§ **Your goal**:
Copy the line with "this.buffer.extend(data);" and all lines following it through the last line of the entries, exactly as written.
= Beginning of Section =
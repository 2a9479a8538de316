use axum::body::{Body, Bytes};
use http_body::{Body as HttpBody, Frame, SizeHint};
use std::pin::Pin;
use std::sync::{Arc, Mutex};
use std::task::{Context, Poll};

/// Shared buffer holding the bytes a [`CaptureBody`] has seen so far.
///
/// Clones refer to the same underlying storage, so the pipeline can keep a
/// handle while the wrapped body is drained by the framework.
#[derive(Clone, Debug, Default)]
pub struct CaptureBuffer {
    inner: Arc<Mutex<Vec<u8>>>,
}

impl CaptureBuffer {
    pub fn new() -> Self {
        Self::default()
    }

    /// Snapshot of everything captured at the moment of the call.
    pub fn captured_bytes(&self) -> Bytes {
        Bytes::from(self.inner.lock().unwrap().clone())
    }

    pub fn byte_size(&self) -> usize {
        self.inner.lock().unwrap().len()
    }

    fn extend(&self, chunk: &[u8]) {
        self.inner.lock().unwrap().extend_from_slice(chunk);
    }
}

/// Pass-through body wrapper that mirrors every data frame into a
/// [`CaptureBuffer`] before handing it to the caller unchanged.
///
/// The real consumer reads the body once through this wrapper; the audit
/// logger reads the buffered copy, so the body is never pulled twice.
/// Errors from the inner body propagate untouched and nothing is captured
/// for the failed poll.
pub struct CaptureBody {
    inner: Body,
    buffer: CaptureBuffer,
}

impl CaptureBody {
    pub fn new(inner: Body) -> Self {
        Self {
            inner,
            buffer: CaptureBuffer::new(),
        }
    }

    /// Handle to the capture buffer, valid before and after draining.
    pub fn buffer(&self) -> CaptureBuffer {
        self.buffer.clone()
    }
}

impl HttpBody for CaptureBody {
    type Data = Bytes;
    type Error = axum::Error;

    fn poll_frame(
        self: Pin<&mut Self>,
        cx: &mut Context<'_>,
    ) -> Poll<Option<Result<Frame<Self::Data>, Self::Error>>> {
        let this = self.get_mut();
        let result = Pin::new(&mut this.inner).poll_frame(cx);
        if let Poll::Ready(Some(Ok(frame))) = &result {
            if let Some(data) = frame.data_ref() {
                this.buffer.extend(data);
            }
        }
        result
    }

    fn is_end_stream(&self) -> bool {
        self.inner.is_end_stream()
    }

    fn size_hint(&self) -> SizeHint {
        self.inner.size_hint()
    }
}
= End of Section =
§ **Output below**:
                this.buffer.extend(data);
            }
        }
        result
    }

    fn is_end_stream(&self) -> bool {
        self.inner.is_end_stream()
    }

    fn size_hint(&self) -> SizeHint {
        self.inner.size_hint()
    }
}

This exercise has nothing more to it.